7 Department of Pediatrics, University of California Los Angeles School of Medicine, Westwood, CA, USA

8 Los Angeles Biomedical Research Institute (LABIOMED) at the Harbor-UCLA Medical Center, Torrance, CA, USA

9 SiDMAP, LLC, Culver City, CA, USA

10 UCLA Clinical and Translational Science Institute, Torrance, CA, USA

Correspondence to:

László G. Boros, email:

Keywords: imatinib, phenformin, deuterobolomics, lipitor, metformin

Received: January 06, 2017 Accepted: February 24, 2017 Published: March 15, 2017

Abstract

Phenformin’s recently demonstrated efficacy in melanoma and Gleevec’s demonstrated anti-proliferative action in chronic myeloid leukemia may lie within these drugs’ significant pharmacokinetics, pharmacodynamics and structural homologies, which are reviewed herein. Gleevec’s success in turning a fatal leukemia into a manageable chronic disease has been trumpeted in medical, economic, political and social circles because it is considered the first successful targeted therapy. Investments have been immense in omics analyses and while in some cases they greatly helped the management of patients, in others targeted therapies failed to achieve clinically stable recurrence-free disease course or to substantially extend survival.
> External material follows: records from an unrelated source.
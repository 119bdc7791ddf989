pub mod clock;
pub mod config;
pub mod contacts;
pub mod error;
pub mod event_bus;
pub mod history;
pub mod templates;
pub mod types;
pub mod webhooks;

pub use config::AppConfig;
pub use error::{AutomationError, AutomationResult};
pub use types::TriggerEvent;
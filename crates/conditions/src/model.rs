//! Condition payloads. Closed tagged enums so malformed definitions fail at
//! deserialization or campaign validation, never inside the engine.

use crate::window::TimeWindow;
use serde::{Deserialize, Serialize};
use serde_json::{Map, Value};

#[derive(Debug, Clone, Serialize, Deserialize)]
#[serde(tag = "type", rename_all = "snake_case")]
pub enum Condition {
    /// Tag membership. `include` matches any or all per `match_mode`; a
    /// present `exclude` tag always fails the condition.
    Tags {
        #[serde(default)]
        include: Vec<String>,
        #[serde(default)]
        match_mode: TagMatchMode,
        #[serde(default)]
        exclude: Vec<String>,
    },
    /// Comparison against a contact attribute or custom field.
    Field {
        field: String,
        op: FieldOperator,
        #[serde(default)]
        value: Value,
    },
    /// Match on the triggering event's envelope and properties. Property
    /// keys may be dot paths into nested objects.
    EventData {
        #[serde(default)]
        source: Option<String>,
        #[serde(default)]
        category: Option<String>,
        #[serde(default)]
        properties: Map<String, Value>,
    },
    /// How many times the contact has produced the triggering event's type,
    /// optionally within a trailing period.
    Frequency {
        kind: FrequencyKind,
        #[serde(default)]
        count: u32,
        #[serde(default)]
        period_days: Option<u32>,
    },
    /// Current wall-clock time falls inside a recurring window.
    TimeWindow(TimeWindow),
}

#[derive(Debug, Clone, Copy, Serialize, Deserialize, PartialEq, Eq)]
#[serde(rename_all = "snake_case")]
pub enum TagMatchMode {
    Any,
    All,
}

impl Default for TagMatchMode {
    fn default() -> Self {
        Self::Any
    }
}

#[derive(Debug, Clone, Copy, Serialize, Deserialize, PartialEq, Eq)]
#[serde(rename_all = "snake_case")]
pub enum FieldOperator {
    Equals,
    NotEquals,
    Contains,
    NotContains,
    StartsWith,
    EndsWith,
    GreaterThan,
    LessThan,
    IsEmpty,
    IsNotEmpty,
}

#[derive(Debug, Clone, Copy, Serialize, Deserialize, PartialEq, Eq)]
#[serde(rename_all = "snake_case")]
pub enum FrequencyKind {
    /// The triggering occurrence is the first (count <= 1, the event itself
    /// is already recorded when conditions run).
    FirstTime,
    /// Exactly the N-th occurrence.
    NthTime,
    /// Strictly more than N occurrences.
    AfterCount,
}
//! The action executor. Each tick claims the due journeys and runs exactly
//! one scheduled action per claim: send the current step's email, evaluate
//! a branch, or complete the journey. Failures stay contained to the
//! journey that hit them.

use crate::mailer::{Mailer, OutboundEmail};
use chrono::{DateTime, Duration, Utc};
use dripline_campaigns::{
    Campaign, CampaignStore, EmailTemplate, NodeRef, PostAction, StatsRegistry, Step,
};
use dripline_conditions::ConditionEvaluator;
use dripline_core::contacts::{Contact, ContactMutation, ContactStore};
use dripline_core::error::AutomationResult;
use dripline_core::event_bus::{make_event, EngineEventKind, EventSink};
use dripline_core::templates::{TemplateRenderer, TemplateVars};
use dripline_core::webhooks::WebhookCaller;
use dripline_journey::{
    BranchEvaluator, BranchOutcome, ContactJourney, CurrentNode, JourneyLifecycle, JourneyStatus,
    NextAction, ProgressDelta,
};
use serde_json::json;
use std::sync::Arc;
use tracing::{debug, info, warn};
use uuid::Uuid;

/// One tick's outcome, for logs and tests.
#[derive(Debug, Clone, Copy, Default, PartialEq, Eq)]
pub struct TickSummary {
    pub processed: u64,
    pub sent: u64,
    pub skipped: u64,
    pub deferred: u64,
    pub branched: u64,
    pub completed: u64,
    pub exited: u64,
    pub failed: u64,
}

pub struct ActionExecutor {
    campaigns: CampaignStore,
    contacts: Arc<dyn ContactStore>,
    lifecycle: JourneyLifecycle,
    branches: BranchEvaluator,
    conditions: Arc<ConditionEvaluator>,
    renderer: TemplateRenderer,
    mailer: Arc<dyn Mailer>,
    webhooks: Arc<dyn WebhookCaller>,
    stats: Arc<StatsRegistry>,
    sink: Arc<dyn EventSink>,
    tick_batch_limit: usize,
}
Nevertheless protein kinase controlling approaches have persisted despite early warnings that the targeted genomics narrative is overblown. Experimental and clinical observations with Phenformin suggest an alternative explanation for Gleevec’s mode of action. Using 13C-guided precise flux measurements, a comparative multiple cell line study demonstrated the drug’s downstream impact on submolecular fatty acid processing metabolic events that occurred independent of Gleevec’s molecular target. Clinical observations that hyperlipidemia and diabetes are both reversed in mice and in patients taking Gleevec support the drugs’ primary metabolic targets by biguanides and statins. This is evident by structural data demonstrating that Gleevec shows pyridine- and phenyl-guanidine homology with Phenformin and identical phenylcarbamoyl structural and ligand binding homology with Lipitor. The misunderstood mechanism of action of Gleevec is emblematic of the pervasive flawed reasoning that genomic analysis will lead to targeted, personalized diagnosis and therapy. The alternative perspective for Gleevec’s mode of action may turn oncotargets towards metabolic channel reaction architectures in leukemia and melanoma, as well as in other cancers.